use chrono::Utc;
use fmp_client::FmpClient;
use fundamental_analysis::{FundamentalAnalysisEngine, FundamentalSnapshot};
use research_core::{
    Crossover, FundamentalsProvider, Fundamentals, PriceHistoryProvider, ReportSection,
    ResearchError, ResearchReport,
};
use serde::{Deserialize, Serialize};
use std::sync::Arc;
use technical_analysis::{PriceTrend, PriceTrendAnalyzer, TrendStance};

pub mod request;
pub use request::{ResearchRequest, DEFAULT_LOOKBACK_DAYS};

pub const REPORT_TITLE: &str = "Equity Research";
pub const PRICE_TREND: &str = "Price Trend with Buy/Sell Signals";

/// Everything produced for one symbol: the page plus the raw series behind it
#[derive(Debug, Clone, Serialize, Deserialize)]
pub struct EquityResearch {
    pub report: ResearchReport,
    pub price_trend: PriceTrend,
    pub fundamentals: FundamentalSnapshot,
    pub latest_crossover: Option<Crossover>,
    pub stance: TrendStance,
}

pub struct ResearchOrchestrator {
    price_provider: Arc<dyn PriceHistoryProvider>,
    fundamentals_provider: Arc<dyn FundamentalsProvider>,
    fundamental_analyzer: FundamentalAnalysisEngine,
}

impl ResearchOrchestrator {
    pub fn new(
        price_provider: Arc<dyn PriceHistoryProvider>,
        fundamentals_provider: Arc<dyn FundamentalsProvider>,
    ) -> Self {
        Self {
            price_provider,
            fundamental_analyzer: FundamentalAnalysisEngine::new(),
            fundamentals_provider,
        }
    }

    /// Prices and fundamentals both from Financial Modeling Prep
    pub fn with_fmp(client: FmpClient) -> Self {
        let client = Arc::new(client);
        Self::new(client.clone(), client)
    }

    async fn fetch_fundamentals(&self, symbol: &str) -> Result<Fundamentals, ResearchError> {
        let provider = &self.fundamentals_provider;
        let (ratios, metrics, income, cash_flow) = tokio::try_join!(
            provider.financial_ratios(symbol),
            provider.key_metrics(symbol),
            provider.income_statements(symbol),
            provider.cash_flow_statements(symbol),
        )?;

        Ok(Fundamentals {
            ratios,
            metrics,
            income,
            cash_flow,
        })
    }

    /// Fetch, compute and lay out the full report for one symbol
    pub async fn run(&self, request: &ResearchRequest) -> Result<EquityResearch, ResearchError> {
        request.validate()?;
        let analyzer = PriceTrendAnalyzer::new(request.short_window, request.long_window)?;
        let symbol = request.symbol.as_str();

        tracing::info!(
            "Starting research for {} ({} to {}, MA {}/{})",
            symbol,
            request.start,
            request.end,
            request.short_window,
            request.long_window
        );

        let (prices, fundamentals) = tokio::try_join!(
            self.price_provider.price_history(symbol, request.start, request.end),
            self.fetch_fundamentals(symbol),
        )?;

        if prices.is_empty() {
            return Err(ResearchError::InsufficientData(format!(
                "No price history for {} between {} and {}",
                symbol, request.start, request.end
            )));
        }

        let price_trend = analyzer.analyze(&prices)?;
        let latest_crossover = price_trend.latest_crossover();
        let stance = price_trend.stance();
        let snapshot = self.fundamental_analyzer.snapshot(&fundamentals);

        tracing::info!(
            "{}: {} closes, {} crossovers, {}",
            symbol,
            prices.len(),
            price_trend.crossovers().len(),
            stance.to_label()
        );

        let mut sections = vec![
            ReportSection::new(format!("Stock - {}", symbol)),
            ReportSection::new(PRICE_TREND).with_panel(price_trend.to_panel()),
        ];
        sections.extend(self.fundamental_analyzer.sections(&fundamentals));

        let report = ResearchReport {
            title: REPORT_TITLE.to_string(),
            symbol: symbol.to_string(),
            generated_at: Utc::now(),
            sections,
        };

        Ok(EquityResearch {
            report,
            price_trend,
            fundamentals: snapshot,
            latest_crossover,
            stance,
        })
    }
}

About this exercise ▸
The answer must consist of every line from the entries above that contains the string "Serialize".

Response to the task ▸
use serde::{Deserialize, Serialize};
#[derive(Debug, Clone, Serialize, Deserialize)]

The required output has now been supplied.